Data to process:

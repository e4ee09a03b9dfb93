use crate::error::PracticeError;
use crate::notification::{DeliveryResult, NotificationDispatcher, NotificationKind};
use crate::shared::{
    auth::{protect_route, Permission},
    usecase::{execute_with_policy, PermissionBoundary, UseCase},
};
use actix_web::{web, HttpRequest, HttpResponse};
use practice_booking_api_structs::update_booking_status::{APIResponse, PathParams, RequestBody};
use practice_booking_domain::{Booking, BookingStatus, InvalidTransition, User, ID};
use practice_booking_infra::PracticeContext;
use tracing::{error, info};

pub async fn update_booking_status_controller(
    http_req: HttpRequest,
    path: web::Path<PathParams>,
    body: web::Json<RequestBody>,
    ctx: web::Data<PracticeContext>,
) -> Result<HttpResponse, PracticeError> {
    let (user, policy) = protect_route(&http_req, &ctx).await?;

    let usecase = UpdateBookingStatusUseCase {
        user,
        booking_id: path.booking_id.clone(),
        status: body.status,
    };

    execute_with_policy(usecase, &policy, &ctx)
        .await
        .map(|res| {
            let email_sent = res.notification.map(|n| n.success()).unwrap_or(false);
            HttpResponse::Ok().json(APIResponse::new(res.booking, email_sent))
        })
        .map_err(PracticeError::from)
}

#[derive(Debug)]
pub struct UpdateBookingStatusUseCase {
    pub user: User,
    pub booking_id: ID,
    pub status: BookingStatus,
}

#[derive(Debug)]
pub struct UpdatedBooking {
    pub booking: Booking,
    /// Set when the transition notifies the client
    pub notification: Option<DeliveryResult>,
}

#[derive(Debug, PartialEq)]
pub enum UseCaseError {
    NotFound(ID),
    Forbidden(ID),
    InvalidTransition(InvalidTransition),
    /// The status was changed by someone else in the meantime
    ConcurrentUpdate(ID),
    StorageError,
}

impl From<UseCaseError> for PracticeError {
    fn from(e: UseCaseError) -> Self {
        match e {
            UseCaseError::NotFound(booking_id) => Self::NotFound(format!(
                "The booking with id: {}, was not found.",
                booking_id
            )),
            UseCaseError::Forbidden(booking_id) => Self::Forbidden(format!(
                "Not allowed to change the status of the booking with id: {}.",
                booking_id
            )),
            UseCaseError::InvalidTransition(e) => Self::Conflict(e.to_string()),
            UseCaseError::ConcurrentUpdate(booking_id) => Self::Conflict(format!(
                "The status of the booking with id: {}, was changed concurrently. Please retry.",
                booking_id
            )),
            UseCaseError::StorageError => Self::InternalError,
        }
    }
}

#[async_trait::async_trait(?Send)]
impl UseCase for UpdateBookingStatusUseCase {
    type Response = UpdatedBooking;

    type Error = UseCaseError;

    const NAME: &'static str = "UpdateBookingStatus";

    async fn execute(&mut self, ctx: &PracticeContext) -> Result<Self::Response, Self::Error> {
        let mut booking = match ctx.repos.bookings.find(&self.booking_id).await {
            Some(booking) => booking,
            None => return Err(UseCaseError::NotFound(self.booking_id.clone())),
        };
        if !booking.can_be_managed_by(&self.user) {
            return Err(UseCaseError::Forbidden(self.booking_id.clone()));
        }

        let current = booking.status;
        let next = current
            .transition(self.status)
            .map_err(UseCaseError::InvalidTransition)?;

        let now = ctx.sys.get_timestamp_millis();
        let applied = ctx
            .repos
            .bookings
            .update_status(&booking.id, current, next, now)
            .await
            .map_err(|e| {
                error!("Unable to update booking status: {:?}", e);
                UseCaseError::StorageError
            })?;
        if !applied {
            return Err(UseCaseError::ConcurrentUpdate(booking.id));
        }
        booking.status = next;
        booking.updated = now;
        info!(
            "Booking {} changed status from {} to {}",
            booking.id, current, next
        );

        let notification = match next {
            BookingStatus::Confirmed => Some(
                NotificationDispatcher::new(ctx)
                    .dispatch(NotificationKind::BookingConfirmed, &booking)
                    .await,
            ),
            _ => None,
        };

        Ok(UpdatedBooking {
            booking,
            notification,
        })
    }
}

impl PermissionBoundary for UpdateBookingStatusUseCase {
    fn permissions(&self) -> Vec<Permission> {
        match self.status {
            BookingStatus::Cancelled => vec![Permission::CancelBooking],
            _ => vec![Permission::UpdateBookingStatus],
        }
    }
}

...

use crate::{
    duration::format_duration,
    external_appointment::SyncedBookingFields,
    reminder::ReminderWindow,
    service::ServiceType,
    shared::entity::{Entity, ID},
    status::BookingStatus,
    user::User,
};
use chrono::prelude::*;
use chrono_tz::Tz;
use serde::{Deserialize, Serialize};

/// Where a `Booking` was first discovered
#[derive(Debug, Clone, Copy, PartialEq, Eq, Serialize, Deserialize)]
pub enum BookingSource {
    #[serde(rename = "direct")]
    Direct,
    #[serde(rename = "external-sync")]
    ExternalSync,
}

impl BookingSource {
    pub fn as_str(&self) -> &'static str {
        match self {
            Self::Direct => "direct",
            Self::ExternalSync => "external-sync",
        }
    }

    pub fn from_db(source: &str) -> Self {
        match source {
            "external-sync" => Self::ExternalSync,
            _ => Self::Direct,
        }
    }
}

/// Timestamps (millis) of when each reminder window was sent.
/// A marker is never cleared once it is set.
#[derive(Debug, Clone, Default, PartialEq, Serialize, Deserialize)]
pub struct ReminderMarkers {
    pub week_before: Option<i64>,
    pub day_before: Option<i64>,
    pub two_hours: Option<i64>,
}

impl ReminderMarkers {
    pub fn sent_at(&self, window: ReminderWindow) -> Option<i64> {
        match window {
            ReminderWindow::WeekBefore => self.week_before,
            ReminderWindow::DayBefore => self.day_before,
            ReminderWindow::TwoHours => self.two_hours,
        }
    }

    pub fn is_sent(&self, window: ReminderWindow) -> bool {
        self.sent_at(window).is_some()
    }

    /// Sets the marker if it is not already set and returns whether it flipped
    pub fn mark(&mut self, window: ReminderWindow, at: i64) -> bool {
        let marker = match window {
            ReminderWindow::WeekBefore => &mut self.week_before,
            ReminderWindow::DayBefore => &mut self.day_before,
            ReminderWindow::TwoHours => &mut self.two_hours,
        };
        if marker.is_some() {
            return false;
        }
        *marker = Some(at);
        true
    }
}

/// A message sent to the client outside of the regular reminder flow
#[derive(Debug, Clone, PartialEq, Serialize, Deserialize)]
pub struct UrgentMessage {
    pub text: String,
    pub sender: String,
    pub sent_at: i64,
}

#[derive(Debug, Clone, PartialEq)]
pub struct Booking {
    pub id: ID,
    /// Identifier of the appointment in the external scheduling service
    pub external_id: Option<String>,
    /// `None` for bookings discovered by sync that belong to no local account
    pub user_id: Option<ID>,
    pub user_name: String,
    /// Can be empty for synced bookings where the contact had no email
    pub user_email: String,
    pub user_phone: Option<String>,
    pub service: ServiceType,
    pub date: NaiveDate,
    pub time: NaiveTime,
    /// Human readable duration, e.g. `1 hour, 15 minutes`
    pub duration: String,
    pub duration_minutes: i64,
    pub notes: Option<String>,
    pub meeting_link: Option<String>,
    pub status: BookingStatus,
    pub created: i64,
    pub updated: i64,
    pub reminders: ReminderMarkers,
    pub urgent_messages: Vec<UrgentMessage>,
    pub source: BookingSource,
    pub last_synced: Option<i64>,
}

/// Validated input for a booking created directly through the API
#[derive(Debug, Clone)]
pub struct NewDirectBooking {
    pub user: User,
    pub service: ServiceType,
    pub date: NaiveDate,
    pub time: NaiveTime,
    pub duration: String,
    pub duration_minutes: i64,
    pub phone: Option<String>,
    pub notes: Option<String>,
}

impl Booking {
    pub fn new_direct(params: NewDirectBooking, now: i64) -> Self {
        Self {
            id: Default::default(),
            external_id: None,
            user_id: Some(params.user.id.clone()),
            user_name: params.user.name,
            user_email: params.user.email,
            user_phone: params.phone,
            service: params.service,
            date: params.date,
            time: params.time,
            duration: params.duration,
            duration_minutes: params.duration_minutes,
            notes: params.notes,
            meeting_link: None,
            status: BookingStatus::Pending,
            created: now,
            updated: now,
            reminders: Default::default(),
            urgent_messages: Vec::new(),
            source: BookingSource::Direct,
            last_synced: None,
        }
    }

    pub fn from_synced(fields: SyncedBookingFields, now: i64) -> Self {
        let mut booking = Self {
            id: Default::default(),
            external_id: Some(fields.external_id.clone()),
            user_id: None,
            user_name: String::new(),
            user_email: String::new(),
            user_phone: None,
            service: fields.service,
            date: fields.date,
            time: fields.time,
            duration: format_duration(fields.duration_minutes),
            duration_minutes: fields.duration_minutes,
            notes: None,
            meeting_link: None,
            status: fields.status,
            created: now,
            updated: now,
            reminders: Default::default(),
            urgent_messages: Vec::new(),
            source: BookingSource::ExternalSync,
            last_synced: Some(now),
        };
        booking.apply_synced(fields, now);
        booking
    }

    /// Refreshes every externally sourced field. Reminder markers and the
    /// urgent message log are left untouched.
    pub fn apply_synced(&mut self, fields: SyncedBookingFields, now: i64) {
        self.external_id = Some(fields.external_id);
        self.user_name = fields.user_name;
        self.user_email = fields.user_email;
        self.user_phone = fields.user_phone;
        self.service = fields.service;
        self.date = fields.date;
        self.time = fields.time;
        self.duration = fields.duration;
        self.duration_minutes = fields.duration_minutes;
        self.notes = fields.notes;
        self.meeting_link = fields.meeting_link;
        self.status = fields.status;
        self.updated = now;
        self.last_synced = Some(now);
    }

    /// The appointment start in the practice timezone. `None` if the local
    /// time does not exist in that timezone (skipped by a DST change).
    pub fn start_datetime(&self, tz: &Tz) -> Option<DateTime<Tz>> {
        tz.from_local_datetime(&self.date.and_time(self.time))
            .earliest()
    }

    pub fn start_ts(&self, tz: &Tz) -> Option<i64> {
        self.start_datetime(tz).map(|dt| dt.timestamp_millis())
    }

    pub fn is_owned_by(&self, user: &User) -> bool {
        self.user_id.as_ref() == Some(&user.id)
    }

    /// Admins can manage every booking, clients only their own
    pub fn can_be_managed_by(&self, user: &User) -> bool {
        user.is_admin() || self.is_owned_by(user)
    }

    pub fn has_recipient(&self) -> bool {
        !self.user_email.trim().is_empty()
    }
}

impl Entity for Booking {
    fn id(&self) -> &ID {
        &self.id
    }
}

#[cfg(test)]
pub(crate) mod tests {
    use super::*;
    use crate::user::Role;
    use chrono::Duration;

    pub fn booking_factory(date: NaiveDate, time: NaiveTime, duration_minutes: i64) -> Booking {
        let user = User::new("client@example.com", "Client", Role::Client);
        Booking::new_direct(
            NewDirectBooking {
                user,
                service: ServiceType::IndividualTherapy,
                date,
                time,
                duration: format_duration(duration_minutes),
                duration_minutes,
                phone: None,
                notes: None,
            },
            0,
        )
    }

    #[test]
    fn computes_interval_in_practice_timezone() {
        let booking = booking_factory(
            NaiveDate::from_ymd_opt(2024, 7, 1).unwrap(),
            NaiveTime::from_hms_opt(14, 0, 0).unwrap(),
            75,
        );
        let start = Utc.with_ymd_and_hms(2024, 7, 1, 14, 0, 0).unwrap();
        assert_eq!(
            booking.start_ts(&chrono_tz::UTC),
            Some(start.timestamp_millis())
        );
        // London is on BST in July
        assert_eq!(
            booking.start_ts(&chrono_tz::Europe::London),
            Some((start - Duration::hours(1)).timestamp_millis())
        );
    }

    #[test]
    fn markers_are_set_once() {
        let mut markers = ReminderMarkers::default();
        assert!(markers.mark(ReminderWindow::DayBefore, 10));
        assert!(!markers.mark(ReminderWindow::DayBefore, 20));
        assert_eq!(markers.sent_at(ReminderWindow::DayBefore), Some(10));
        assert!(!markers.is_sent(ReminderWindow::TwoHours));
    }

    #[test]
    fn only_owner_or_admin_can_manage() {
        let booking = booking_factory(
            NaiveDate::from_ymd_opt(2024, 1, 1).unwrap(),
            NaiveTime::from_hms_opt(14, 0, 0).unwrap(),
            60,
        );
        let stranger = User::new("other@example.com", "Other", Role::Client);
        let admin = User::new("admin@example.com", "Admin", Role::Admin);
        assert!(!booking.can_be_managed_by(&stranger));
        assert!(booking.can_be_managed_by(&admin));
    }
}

...

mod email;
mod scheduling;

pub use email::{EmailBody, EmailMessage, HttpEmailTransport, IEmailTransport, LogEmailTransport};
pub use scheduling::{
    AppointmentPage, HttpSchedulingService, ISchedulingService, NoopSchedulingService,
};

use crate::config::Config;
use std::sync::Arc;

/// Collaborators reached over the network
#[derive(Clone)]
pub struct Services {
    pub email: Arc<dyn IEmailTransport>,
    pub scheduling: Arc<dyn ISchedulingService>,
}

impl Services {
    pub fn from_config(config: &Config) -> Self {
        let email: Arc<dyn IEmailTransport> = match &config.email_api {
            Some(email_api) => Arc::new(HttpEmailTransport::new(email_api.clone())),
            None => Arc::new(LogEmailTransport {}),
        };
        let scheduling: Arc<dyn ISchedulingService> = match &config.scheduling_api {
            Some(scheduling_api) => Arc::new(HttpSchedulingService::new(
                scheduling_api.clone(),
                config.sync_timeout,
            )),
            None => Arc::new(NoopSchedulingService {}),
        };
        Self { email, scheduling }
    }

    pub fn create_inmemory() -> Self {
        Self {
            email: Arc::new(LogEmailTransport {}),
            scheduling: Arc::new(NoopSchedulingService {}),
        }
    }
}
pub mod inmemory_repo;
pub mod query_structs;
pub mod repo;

Task goal:
From the records above, return each line where "InvalidTransition" occurs.

Solution below:
use practice_booking_domain::{Booking, BookingStatus, InvalidTransition, User, ID};
    InvalidTransition(InvalidTransition),
            UseCaseError::InvalidTransition(e) => Self::Conflict(e.to_string()),
            .map_err(UseCaseError::InvalidTransition)?;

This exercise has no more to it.